WHAT IS NEEDED :: Note each line in the data below that holds "method", and copy it.

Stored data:
####

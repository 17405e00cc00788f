use utoipa::OpenApi;

use crate::models::{
    Credentials, ErrorResponse, HealthResponse, LoginResponse, LoginUser, ProfileUpdate,
    ProfileUpdateResponse, SignupRequest, SignupResponse, UserRecord, UserSummary,
};

/// OpenAPI documentation for the mock account API
#[derive(OpenApi)]
#[openapi(
    info(
        title = "Mock Account API",
        version = "0.1.0",
        description = "Demonstration auth and user-management endpoints backed by mock data. No endpoint checks credentials or stores anything.",
        license(name = "MIT", url = "https://opensource.org/licenses/MIT")
    ),
    servers(
        (url = "http://localhost:8080", description = "Local development server")
    ),
    tags(
        (name = "Health", description = "Health check endpoints"),
        (name = "Authentication", description = "Mock login and signup"),
        (name = "Users", description = "Static user lookups and echoed profile updates")
    ),
    paths(
        crate::handlers::login,
        crate::handlers::signup,
        crate::handlers::get_users,
        crate::handlers::get_user,
        crate::handlers::update_profile,
        crate::routes::health_check
    ),
    components(
        schemas(
            Credentials,
            SignupRequest,
            ProfileUpdate,
            LoginUser,
            LoginResponse,
            SignupResponse,
            UserRecord,
            UserSummary,
            ProfileUpdateResponse,
            ErrorResponse,
            HealthResponse
        )
    )
)]
pub struct ApiDoc;
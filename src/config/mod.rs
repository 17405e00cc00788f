use std::env;

use lazy_static::lazy_static;
use log::warn;

lazy_static! {
    pub static ref CONFIG: Config = Config::from_env();
}

pub const DEFAULT_SERVER_HOST: &str = "127.0.0.1";
pub const DEFAULT_SERVER_PORT: u16 = 8080;

#[derive(Debug, Clone)]
pub struct Config {
    pub server_host: String,
    pub server_port: u16,
}

impl Config {
    pub fn from_env() -> Self {
        dotenv::dotenv().ok();

        Self {
            server_host: env::var("SERVER_HOST")
                .unwrap_or_else(|_| DEFAULT_SERVER_HOST.to_string()),
            server_port: parse_port(env::var("SERVER_PORT").ok().as_deref()),
        }
    }

    /// Address the HTTP server binds to.
    pub fn server_addr(&self) -> String {
        format!("{}:{}", self.server_host, self.server_port)
    }
}

/// Parse `SERVER_PORT`, falling back to the default when unset or invalid.
fn parse_port(raw: Option<&str>) -> u16 {
    match raw {
        None => DEFAULT_SERVER_PORT,
        Some(value) => value.trim().parse().unwrap_or_else(|_| {
            warn!(
                "SERVER_PORT '{}' is not a valid port, using {}",
                value, DEFAULT_SERVER_PORT
            );
            DEFAULT_SERVER_PORT
        }),
    }
}
//! Generic API response models.

use serde::Serialize;
use utoipa::ToSchema;

use crate::constants::{MSG_SERVER_RUNNING, STATUS_OK};

/// Error response structure
#[derive(Debug, Serialize, ToSchema)]
pub struct ErrorResponse {
    /// Whether the request was successful (always false for errors)
    #[schema(example = false)]
    pub success: bool,
    /// Machine-readable error code
    #[schema(example = "BAD_REQUEST")]
    pub code: String,
    /// Error message
    #[schema(example = "An error occurred")]
    pub message: String,
}

impl ErrorResponse {
    pub fn new(code: &str, message: &str) -> Self {
        Self {
            success: false,
            code: code.to_string(),
            message: message.to_string(),
        }
    }
}

/// Health check response
#[derive(Debug, Serialize, ToSchema)]
pub struct HealthResponse {
    /// Health status
    #[schema(example = "OK")]
    pub status: String,
    /// Status message
    #[schema(example = "Server is running")]
    pub message: String,
}

impl HealthResponse {
    pub fn ok() -> Self {
        Self {
            status: STATUS_OK.to_string(),
            message: MSG_SERVER_RUNNING.to_string(),
        }
    }
}
use actix_web::error::JsonPayloadError;
use actix_web::{HttpRequest, HttpResponse, ResponseError};
use log::debug;
use std::fmt;

use crate::constants::{
    CODE_BAD_REQUEST, CODE_NOT_FOUND, ERR_INVALID_JSON_BODY, ERR_ROUTE_NOT_FOUND,
};
use crate::models::ErrorResponse;

#[derive(Debug)]
pub enum ApiError {
    BadRequest { code: String, message: String },
    NotFound { code: String, message: String },
}

impl ApiError {
    pub fn bad_request(message: impl Into<String>) -> Self {
        ApiError::BadRequest {
            code: CODE_BAD_REQUEST.to_string(),
            message: message.into(),
        }
    }

    pub fn not_found(message: impl Into<String>) -> Self {
        ApiError::NotFound {
            code: CODE_NOT_FOUND.to_string(),
            message: message.into(),
        }
    }
}

impl fmt::Display for ApiError {
    fn fmt(&self, f: &mut fmt::Formatter<'_>) -> fmt::Result {
        match self {
            ApiError::BadRequest { code, message } => {
                write!(f, "Bad Request [{}]: {}", code, message)
            }
            ApiError::NotFound { code, message } => {
                write!(f, "Not Found [{}]: {}", code, message)
            }
        }
    }
}

impl ResponseError for ApiError {
    fn error_response(&self) -> HttpResponse {
        match self {
            ApiError::BadRequest { code, message } => {
                HttpResponse::BadRequest().json(ErrorResponse::new(code, message))
            }
            ApiError::NotFound { code, message } => {
                HttpResponse::NotFound().json(ErrorResponse::new(code, message))
            }
        }
    }
}

/// Error handler for `web::Json` extraction failures.
///
/// Replaces actix-web's plain-text 400 with the JSON error body.
pub fn json_error_handler(err: JsonPayloadError, req: &HttpRequest) -> actix_web::Error {
    debug!("Rejected JSON body for {} {}: {}", req.method(), req.path(), err);
    ApiError::bad_request(format!("{}: {}", ERR_INVALID_JSON_BODY, err)).into()
}

/// Fallback for requests that match no route.
pub async fn route_not_found(req: HttpRequest) -> Result<HttpResponse, ApiError> {
    debug!("No route for {} {}", req.method(), req.path());
    Err(ApiError::not_found(ERR_ROUTE_NOT_FOUND))
}
//! Shared helpers.

pub mod log_sanitizer;
//! Data models organized by type.

pub mod requests;
pub mod responses;

pub use requests::*;
pub use responses::*;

####

EXPECTED ANSWER ::
    debug!("Rejected JSON body for {} {}: {}", req.method(), req.path(), err);
    debug!("No route for {} {}", req.method(), req.path());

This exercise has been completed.